> EXERCISE BRIEF: Lines of the listing that contain "OSQP" need to be copied.

> THE DATA:
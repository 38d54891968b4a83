//! Operator-splitting (ADMM) backend.
//!
//! Solves the box-constrained QP with the OSQP iteration: one LU
//! factorization of the quasi-definite KKT system, then cheap per-iteration
//! updates with over-relaxation. Optional Ruiz equilibration and solution
//! polishing are gated by settings, and equality rows carry a stiffened
//! per-row penalty so the budget and linking constraints are met tightly.

use std::time::Instant;

use nalgebra::{DMatrix, DVector, LU};
use tracing::debug;

use super::{SolveReport, SolveStatus, SolverAdapter};
use crate::formulate::QpTuple;
use crate::sparse::csc_to_dense;

/// Convergence is checked every this many iterations.
const CHECK_INTERVAL: usize = 25;

/// Penalty multiplier for rows with `l = u`.
const EQ_RHO_SCALE: f64 = 1e3;

/// Guard against division by zero in equilibration.
const MIN_SCALE_NORM: f64 = 1e-8;

/// ADMM solver settings, mirroring the usual OSQP option map.
#[derive(Debug, Clone)]
pub struct AdmmSettings {
    /// Step-size (penalty) parameter.
    pub rho: f64,
    /// Primal regularization added to the KKT system.
    pub sigma: f64,
    /// Over-relaxation parameter, typically in [1, 1.8].
    pub alpha: f64,
    /// Absolute convergence tolerance.
    pub eps_abs: f64,
    /// Relative convergence tolerance.
    pub eps_rel: f64,
    /// Iteration cap.
    pub max_iter: usize,
    /// Apply Ruiz equilibration before solving.
    pub scaling: bool,
    /// Number of equilibration sweeps when scaling is on.
    pub scale_steps: usize,
    /// Polish the solution against the detected active set.
    pub polish: bool,
    /// Log residuals while iterating.
    pub verbose: bool,
}

impl Default for AdmmSettings {
    fn default() -> Self {
        AdmmSettings {
            rho: 0.1,
            sigma: 1e-6,
            alpha: 1.6,
            eps_abs: 1e-5,
            eps_rel: 1e-5,
            max_iter: 20_000,
            scaling: true,
            scale_steps: 10,
            polish: false,
            verbose: false,
        }
    }
}

/// Operator-splitting adapter.
pub struct AdmmSolver {
    settings: AdmmSettings,
}

impl AdmmSolver {
    /// Create an adapter with the given settings.
    pub fn new(settings: AdmmSettings) -> Self {
        AdmmSolver { settings }
    }
}

/// Problem data in dense form, possibly equilibrated. `d`, `e` and `c` hold
/// the variable, constraint and cost scalings needed to map iterates back to
/// the original problem.
struct Scaled {
    p: DMatrix<f64>,
    a: DMatrix<f64>,
    q: DVector<f64>,
    l: DVector<f64>,
    u: DVector<f64>,
    d: DVector<f64>,
    e: DVector<f64>,
    c: f64,
}

impl SolverAdapter for AdmmSolver {
    fn name(&self) -> &'static str {
        "admm"
    }

    fn solve(&self, tuple: &QpTuple) -> SolveReport {
        let start = Instant::now();
        let s = &self.settings;

        let n = tuple.num_vars();
        let m = tuple.num_constraints();

        let p0 = csc_to_dense(&tuple.p);
        let a0 = csc_to_dense(&tuple.a);
        let q0 = DVector::from_vec(tuple.q.clone());
        let l0 = DVector::from_vec(tuple.l.clone());
        let u0 = DVector::from_vec(tuple.u.clone());

        let sc = if s.scaling {
            ruiz_equilibrate(&p0, &a0, &q0, &l0, &u0, s.scale_steps)
        } else {
            Scaled {
                p: p0.clone(),
                a: a0.clone(),
                q: q0.clone(),
                l: l0.clone(),
                u: u0.clone(),
                d: DVector::from_element(n, 1.0),
                e: DVector::from_element(m, 1.0),
                c: 1.0,
            }
        };

        // Stiffer penalty on equality rows; scaling preserves l = u.
        let rho = DVector::from_fn(m, |i, _| {
            if (sc.u[i] - sc.l[i]).abs() <= 1e-10 {
                s.rho * EQ_RHO_SCALE
            } else {
                s.rho
            }
        });

        // KKT = [P + sigma I, A'; A, -diag(1/rho)], factored once.
        let dim = n + m;
        let mut kkt = DMatrix::zeros(dim, dim);
        for i in 0..n {
            for j in 0..n {
                kkt[(i, j)] = sc.p[(i, j)];
            }
            kkt[(i, i)] += s.sigma;
        }
        for i in 0..m {
            for j in 0..n {
                kkt[(n + i, j)] = sc.a[(i, j)];
                kkt[(j, n + i)] = sc.a[(i, j)];
            }
            kkt[(n + i, n + i)] = -1.0 / rho[i];
        }
        let lu = LU::new(kkt);

        let mut x = DVector::zeros(n);
        let mut z = DVector::zeros(m);
        let mut y = DVector::zeros(m);
        let mut rhs = DVector::zeros(dim);

        let mut status = SolveStatus::MaxIterations;
        let mut iterations = s.max_iter;

        for iter in 1..=s.max_iter {
            for i in 0..n {
                rhs[i] = s.sigma * x[i] - sc.q[i];
            }
            for i in 0..m {
                rhs[n + i] = z[i] - y[i] / rho[i];
            }

            let sol = match lu.solve(&rhs) {
                Some(sol) => sol,
                None => {
                    return SolveReport::failure(
                        SolveStatus::NumericalError,
                        start.elapsed().as_secs_f64(),
                        iter,
                    );
                }
            };
            let x_tilde = sol.rows(0, n).clone_owned();
            let nu = sol.rows(n, m).clone_owned();
            let z_tilde = &z + (&nu - &y).component_div(&rho);

            let x_next = &x_tilde * s.alpha + &x * (1.0 - s.alpha);
            let z_relaxed = &z_tilde * s.alpha + &z * (1.0 - s.alpha);
            let z_next = DVector::from_fn(m, |i, _| {
                (z_relaxed[i] + y[i] / rho[i]).clamp(sc.l[i], sc.u[i])
            });
            let y_next = DVector::from_fn(m, |i, _| y[i] + rho[i] * (z_relaxed[i] - z_next[i]));

            x = x_next;
            z = z_next;
            y = y_next;

            if iter % CHECK_INTERVAL == 0 {
                // Residuals in the unscaled problem.
                let x_u = sc.d.component_mul(&x);
                let z_u = z.component_div(&sc.e);
                let y_u = sc.e.component_mul(&y).scale(1.0 / sc.c);

                let ax = &a0 * &x_u;
                let px = &p0 * &x_u;
                let aty = a0.transpose() * &y_u;

                let r_prim = (&ax - &z_u).amax();
                let r_dual = (&px + &q0 + &aty).amax();

                let eps_prim = s.eps_abs + s.eps_rel * ax.amax().max(z_u.amax());
                let eps_dual =
                    s.eps_abs + s.eps_rel * px.amax().max(aty.amax()).max(q0.amax());

                if s.verbose {
                    debug!(iter, r_prim, r_dual, "admm progress");
                }

                if r_prim <= eps_prim && r_dual <= eps_dual {
                    status = SolveStatus::Optimal;
                    iterations = iter;
                    break;
                }
            }
        }

        let mut x_final = sc.d.component_mul(&x);
        let y_final = sc.e.component_mul(&y).scale(1.0 / sc.c);

        if s.polish && status == SolveStatus::Optimal {
            if let Some(polished) = polish(&p0, &a0, &q0, &l0, &u0, &y_final) {
                // A misdetected active set over-constrains the polish solve;
                // only accept it when the objective does not regress.
                let before = tuple.objective(x_final.as_slice());
                let after = tuple.objective(polished.as_slice());
                if after <= before + 1e-6 * (1.0 + before.abs()) {
                    debug!("admm polish accepted");
                    x_final = polished;
                }
            }
        }

        SolveReport {
            status,
            objective: Some(tuple.objective(x_final.as_slice())),
            x: Some(x_final.as_slice().to_vec()),
            solve_time: start.elapsed().as_secs_f64(),
            iterations,
        }
    }
}

/// Modified Ruiz equilibration of the stacked KKT data, with cost scaling.
///
/// Substituting `x = D x̂` and scaling rows by `E` and the objective by `c`
/// leaves the optimum invariant; the returned factors recover the original
/// iterates as `x = D x̂`, `y = E ŷ / c`.
fn ruiz_equilibrate(
    p0: &DMatrix<f64>,
    a0: &DMatrix<f64>,
    q0: &DVector<f64>,
    l0: &DVector<f64>,
    u0: &DVector<f64>,
    steps: usize,
) -> Scaled {
    let n = p0.ncols();
    let m = a0.nrows();

    let mut p = p0.clone();
    let mut a = a0.clone();
    let mut q = q0.clone();
    let mut l = l0.clone();
    let mut u = u0.clone();
    let mut d = DVector::from_element(n, 1.0);
    let mut e = DVector::from_element(m, 1.0);
    let mut c = 1.0;

    for _ in 0..steps {
        // Column norms over the stacked [P; A].
        let mut delta_d = DVector::zeros(n);
        for j in 0..n {
            let mut norm: f64 = 0.0;
            for i in 0..n {
                norm = norm.max(p[(i, j)].abs());
            }
            for i in 0..m {
                norm = norm.max(a[(i, j)].abs());
            }
            delta_d[j] = 1.0 / norm.max(MIN_SCALE_NORM).sqrt();
        }

        let mut delta_e = DVector::zeros(m);
        for i in 0..m {
            let mut norm: f64 = 0.0;
            for j in 0..n {
                norm = norm.max(a[(i, j)].abs());
            }
            delta_e[i] = 1.0 / norm.max(MIN_SCALE_NORM).sqrt();
        }

        for i in 0..n {
            for j in 0..n {
                p[(i, j)] *= delta_d[i] * delta_d[j];
            }
            q[i] *= delta_d[i];
        }
        for i in 0..m {
            for j in 0..n {
                a[(i, j)] *= delta_e[i] * delta_d[j];
            }
            l[i] *= delta_e[i];
            u[i] *= delta_e[i];
        }
        d.component_mul_assign(&delta_d);
        e.component_mul_assign(&delta_e);

        // Cost normalization.
        let mut mean_col_norm = 0.0;
        for j in 0..n {
            let mut norm: f64 = 0.0;
            for i in 0..n {
                norm = norm.max(p[(i, j)].abs());
            }
            mean_col_norm += norm;
        }
        mean_col_norm /= n as f64;
        let g = 1.0 / mean_col_norm.max(q.amax()).max(MIN_SCALE_NORM);
        p.scale_mut(g);
        q.scale_mut(g);
        c *= g;
    }

    Scaled { p, a, q, l, u, d, e, c }
}

/// Active-set polish: re-solve with the constraints the duals mark active
/// held as equalities. Returns the polished primal only when it stays
/// feasible for the full problem.
fn polish(
    p0: &DMatrix<f64>,
    a0: &DMatrix<f64>,
    q0: &DVector<f64>,
    l0: &DVector<f64>,
    u0: &DVector<f64>,
    y: &DVector<f64>,
) -> Option<DVector<f64>> {
    const ACT_TOL: f64 = 1e-6;
    const FEAS_TOL: f64 = 1e-6;

    let n = p0.ncols();
    let m = a0.nrows();

    let mut active: Vec<(usize, f64)> = Vec::new();
    for i in 0..m {
        if (u0[i] - l0[i]).abs() <= 1e-10 {
            active.push((i, u0[i]));
        } else if y[i] < -ACT_TOL {
            active.push((i, l0[i]));
        } else if y[i] > ACT_TOL {
            active.push((i, u0[i]));
        }
    }
    if active.is_empty() {
        return None;
    }

    let na = active.len();
    let dim = n + na;
    let mut kkt = DMatrix::zeros(dim, dim);
    let mut rhs = DVector::zeros(dim);
    for i in 0..n {
        for j in 0..n {
            kkt[(i, j)] = p0[(i, j)];
        }
        rhs[i] = -q0[i];
    }
    for (idx, &(row, bound)) in active.iter().enumerate() {
        for j in 0..n {
            kkt[(n + idx, j)] = a0[(row, j)];
            kkt[(j, n + idx)] = a0[(row, j)];
        }
        // tiny regularization keeps redundant active rows solvable
        kkt[(n + idx, n + idx)] = -1e-9;
        rhs[n + idx] = bound;
    }

    let sol = LU::new(kkt).solve(&rhs)?;
    let x = sol.rows(0, n).clone_owned();

    let ax = a0 * &x;
    for i in 0..m {
        if ax[i] < l0[i] - FEAS_TOL || ax[i] > u0[i] + FEAS_TOL {
            return None;
        }
    }
    Some(x)
}

#[cfg(test)]
mod tests {
    use super::*;
    use crate::sparse::{csc_diag, csc_from_triplets, csc_identity, csc_vstack};

    fn box_tuple() -> QpTuple {
        // minimize (1/2)(2 x0^2 + 2 x1^2) - 2 x0 - x1  s.t. 0 <= x <= 1
        QpTuple {
            p: csc_diag(&[2.0, 2.0]),
            q: vec![-2.0, -1.0],
            a: csc_identity(2),
            l: vec![0.0, 0.0],
            u: vec![1.0, 1.0],
        }
    }

    fn simplex_tuple() -> QpTuple {
        // minimize (1/2) x' x - x0  s.t. sum(x) = 1, 0 <= x <= 1
        QpTuple {
            p: csc_identity(3),
            q: vec![-1.0, 0.0, 0.0],
            a: csc_vstack(
                &csc_from_triplets(1, 3, vec![0; 3], vec![0, 1, 2], vec![1.0; 3]),
                &csc_identity(3),
            ),
            l: vec![1.0, 0.0, 0.0, 0.0],
            u: vec![1.0, 1.0, 1.0, 1.0],
        }
    }

    #[test]
    fn test_box_qp() {
        let solver = AdmmSolver::new(AdmmSettings::default());
        let report = solver.solve(&box_tuple());
        assert_eq!(report.status, SolveStatus::Optimal);
        let x = report.x.unwrap();
        assert!((x[0] - 1.0).abs() < 1e-3, "x[0] = {}", x[0]);
        assert!((x[1] - 0.5).abs() < 1e-3, "x[1] = {}", x[1]);
    }

    #[test]
    fn test_equality_constraint_held_tightly() {
        let solver = AdmmSolver::new(AdmmSettings::default());
        let report = solver.solve(&simplex_tuple());
        assert_eq!(report.status, SolveStatus::Optimal);
        let x = report.x.unwrap();
        let total: f64 = x.iter().sum();
        assert!((total - 1.0).abs() < 1e-3, "sum = {}", total);
    }

    #[test]
    fn test_scaling_toggle_agrees() {
        let mut unscaled = AdmmSettings::default();
        unscaled.scaling = false;
        let a = AdmmSolver::new(AdmmSettings::default()).solve(&simplex_tuple());
        let b = AdmmSolver::new(unscaled).solve(&simplex_tuple());
        let (oa, ob) = (a.objective.unwrap(), b.objective.unwrap());
        assert!((oa - ob).abs() < 1e-3, "{} vs {}", oa, ob);
    }

    #[test]
    fn test_polish_matches_plain_solve() {
        let mut polished = AdmmSettings::default();
        polished.polish = true;
        let a = AdmmSolver::new(polished).solve(&box_tuple());
        let b = AdmmSolver::new(AdmmSettings::default()).solve(&box_tuple());
        assert!((a.objective.unwrap() - b.objective.unwrap()).abs() < 1e-3);
    }

    #[test]
    fn test_iteration_cap_reported() {
        let mut starved = AdmmSettings::default();
        starved.max_iter = 2;
        let report = AdmmSolver::new(starved).solve(&simplex_tuple());
        assert_eq!(report.status, SolveStatus::MaxIterations);
        assert_eq!(report.iterations, 2);
    }
}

> RESPONSE TO THIS TASK:
//! Solves the box-constrained QP with the OSQP iteration: one LU
/// ADMM solver settings, mirroring the usual OSQP option map.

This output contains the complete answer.